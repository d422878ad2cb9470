//! Document store contracts.
//!
//! Typed get/save/delete-by-id plus filtered, paged search for the two
//! aggregate documents. No storage assumptions: the in-memory engine backs
//! tests and development; a hosted document database implements the same
//! contract in production. Per-document writes are assumed atomic;
//! multi-document operations are not (see `deletion`).

use async_trait::async_trait;
use thiserror::Error;

use podharbor_accounts::Account;
use podharbor_auth::Role;
use podharbor_catalog::{EpisodeStatus, Podcast, PodcastStatus};
use podharbor_core::{AccountId, Fault, PodcastId};

mod in_memory;

pub use in_memory::InMemoryStore;

/// Store operation error. Infrastructure-only: domain faults never originate
/// here.
#[derive(Debug, Error)]
pub enum StoreError {
    #[error("storage backend failure: {0}")]
    Backend(String),
}

impl From<StoreError> for Fault {
    fn from(err: StoreError) -> Self {
        Fault::internal(err.to_string())
    }
}

/// A page request. `page` is zero-based.
#[derive(Debug, Clone, Copy, PartialEq, Eq)]
pub struct PageRequest {
    pub page: usize,
    pub size: usize,
}

impl PageRequest {
    pub fn new(page: usize, size: usize) -> Self {
        Self {
            page,
            size: size.clamp(1, 100),
        }
    }

    pub fn offset(&self) -> usize {
        self.page * self.size
    }
}

impl Default for PageRequest {
    fn default() -> Self {
        Self { page: 0, size: 20 }
    }
}

/// One page of results plus the total match count.
#[derive(Debug, Clone, PartialEq, Eq)]
pub struct Page<T> {
    pub items: Vec<T>,
    pub page: usize,
    pub size: usize,
    pub total: usize,
}

impl<T> Page<T> {
    pub fn map<U>(self, f: impl FnMut(T) -> U) -> Page<U> {
        Page {
            items: self.items.into_iter().map(f).collect(),
            page: self.page,
            size: self.size,
            total: self.total,
        }
    }
}

/// Account search criteria; every field is optional and conjunctive.
#[derive(Debug, Clone, Default, PartialEq, Eq)]
pub struct AccountFilter {
    pub role: Option<Role>,
    pub locked: Option<bool>,
    pub email_verified: Option<bool>,
    /// Case-insensitive substring over username, email and bio.
    pub keyword: Option<String>,
}

/// Podcast search criteria; every field is optional and conjunctive.
#[derive(Debug, Clone, Default, PartialEq, Eq)]
pub struct PodcastFilter {
    pub owner: Option<AccountId>,
    pub category: Option<String>,
    pub flagged: Option<bool>,
    pub status: Option<PodcastStatus>,
    /// Matches podcasts having at least one episode in this status.
    pub episode_status: Option<EpisodeStatus>,
    /// Case-insensitive substring over titles and descriptions, episodes
    /// included.
    pub keyword: Option<String>,
}

#[async_trait]
pub trait AccountStore: Send + Sync {
    async fn get(&self, id: AccountId) -> Result<Option<Account>, StoreError>;

    /// Lookup by email; the probe is compared case-insensitively against the
    /// stored (lowercase) address.
    async fn find_by_email(&self, email: &str) -> Result<Option<Account>, StoreError>;

    async fn email_exists(&self, email: &str) -> Result<bool, StoreError>;

    async fn username_exists(&self, username: &str) -> Result<bool, StoreError>;

    async fn any_with_role(&self, role: Role) -> Result<bool, StoreError>;

    /// Upsert by id.
    async fn save(&self, account: &Account) -> Result<(), StoreError>;

    async fn delete(&self, id: AccountId) -> Result<(), StoreError>;

    /// Newest accounts first.
    async fn search(
        &self,
        filter: &AccountFilter,
        page: PageRequest,
    ) -> Result<Page<Account>, StoreError>;
}

#[async_trait]
pub trait PodcastStore: Send + Sync {
    async fn get(&self, id: PodcastId) -> Result<Option<Podcast>, StoreError>;

    /// Upsert by id.
    async fn save(&self, podcast: &Podcast) -> Result<(), StoreError>;

    async fn delete(&self, id: PodcastId) -> Result<(), StoreError>;

    async fn list_by_owner(&self, owner: AccountId) -> Result<Vec<Podcast>, StoreError>;

    async fn count_by_owner(
        &self,
        owner: AccountId,
        status: Option<PodcastStatus>,
    ) -> Result<usize, StoreError>;

    /// Most recently published first; unpublished podcasts sort last by
    /// creation time.
    async fn search(
        &self,
        filter: &PodcastFilter,
        page: PageRequest,
    ) -> Result<Page<Podcast>, StoreError>;
}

» Exercise
Set the data down once more, exactly as it stands.

» Answer section
repository d422878ad2cb9470
//! Document store contracts.
//!
//! Typed get/save/delete-by-id plus filtered, paged search for the two
//! aggregate documents. No storage assumptions: the in-memory engine backs
//! tests and development; a hosted document database implements the same
//! contract in production. Per-document writes are assumed atomic;
//! multi-document operations are not (see `deletion`).

use async_trait::async_trait;
use thiserror::Error;

use podharbor_accounts::Account;
use podharbor_auth::Role;
use podharbor_catalog::{EpisodeStatus, Podcast, PodcastStatus};
use podharbor_core::{AccountId, Fault, PodcastId};

mod in_memory;

pub use in_memory::InMemoryStore;

/// Store operation error. Infrastructure-only: domain faults never originate
/// here.
#[derive(Debug, Error)]
pub enum StoreError {
    #[error("storage backend failure: {0}")]
    Backend(String),
}

impl From<StoreError> for Fault {
    fn from(err: StoreError) -> Self {
        Fault::internal(err.to_string())
    }
}

/// A page request. `page` is zero-based.
#[derive(Debug, Clone, Copy, PartialEq, Eq)]
pub struct PageRequest {
    pub page: usize,
    pub size: usize,
}

impl PageRequest {
    pub fn new(page: usize, size: usize) -> Self {
        Self {
            page,
            size: size.clamp(1, 100),
        }
    }

    pub fn offset(&self) -> usize {
        self.page * self.size
    }
}

impl Default for PageRequest {
    fn default() -> Self {
        Self { page: 0, size: 20 }
    }
}

/// One page of results plus the total match count.
#[derive(Debug, Clone, PartialEq, Eq)]
pub struct Page<T> {
    pub items: Vec<T>,
    pub page: usize,
    pub size: usize,
    pub total: usize,
}

impl<T> Page<T> {
    pub fn map<U>(self, f: impl FnMut(T) -> U) -> Page<U> {
        Page {
            items: self.items.into_iter().map(f).collect(),
            page: self.page,
            size: self.size,
            total: self.total,
        }
    }
}

/// Account search criteria; every field is optional and conjunctive.
#[derive(Debug, Clone, Default, PartialEq, Eq)]
pub struct AccountFilter {
    pub role: Option<Role>,
    pub locked: Option<bool>,
    pub email_verified: Option<bool>,
    /// Case-insensitive substring over username, email and bio.
    pub keyword: Option<String>,
}

/// Podcast search criteria; every field is optional and conjunctive.
#[derive(Debug, Clone, Default, PartialEq, Eq)]
pub struct PodcastFilter {
    pub owner: Option<AccountId>,
    pub category: Option<String>,
    pub flagged: Option<bool>,
    pub status: Option<PodcastStatus>,
    /// Matches podcasts having at least one episode in this status.
    pub episode_status: Option<EpisodeStatus>,
    /// Case-insensitive substring over titles and descriptions, episodes
    /// included.
    pub keyword: Option<String>,
}

#[async_trait]
pub trait AccountStore: Send + Sync {
    async fn get(&self, id: AccountId) -> Result<Option<Account>, StoreError>;

    /// Lookup by email; the probe is compared case-insensitively against the
    /// stored (lowercase) address.
    async fn find_by_email(&self, email: &str) -> Result<Option<Account>, StoreError>;

    async fn email_exists(&self, email: &str) -> Result<bool, StoreError>;

    async fn username_exists(&self, username: &str) -> Result<bool, StoreError>;

    async fn any_with_role(&self, role: Role) -> Result<bool, StoreError>;

    /// Upsert by id.
    async fn save(&self, account: &Account) -> Result<(), StoreError>;

    async fn delete(&self, id: AccountId) -> Result<(), StoreError>;

    /// Newest accounts first.
    async fn search(
        &self,
        filter: &AccountFilter,
        page: PageRequest,
    ) -> Result<Page<Account>, StoreError>;
}

#[async_trait]
pub trait PodcastStore: Send + Sync {
    async fn get(&self, id: PodcastId) -> Result<Option<Podcast>, StoreError>;

    /// Upsert by id.
    async fn save(&self, podcast: &Podcast) -> Result<(), StoreError>;

    async fn delete(&self, id: PodcastId) -> Result<(), StoreError>;

    async fn list_by_owner(&self, owner: AccountId) -> Result<Vec<Podcast>, StoreError>;

    async fn count_by_owner(
        &self,
        owner: AccountId,
        status: Option<PodcastStatus>,
    ) -> Result<usize, StoreError>;

    /// Most recently published first; unpublished podcasts sort last by
    /// creation time.
    async fn search(
        &self,
        filter: &PodcastFilter,
        page: PageRequest,
    ) -> Result<Page<Podcast>, StoreError>;
}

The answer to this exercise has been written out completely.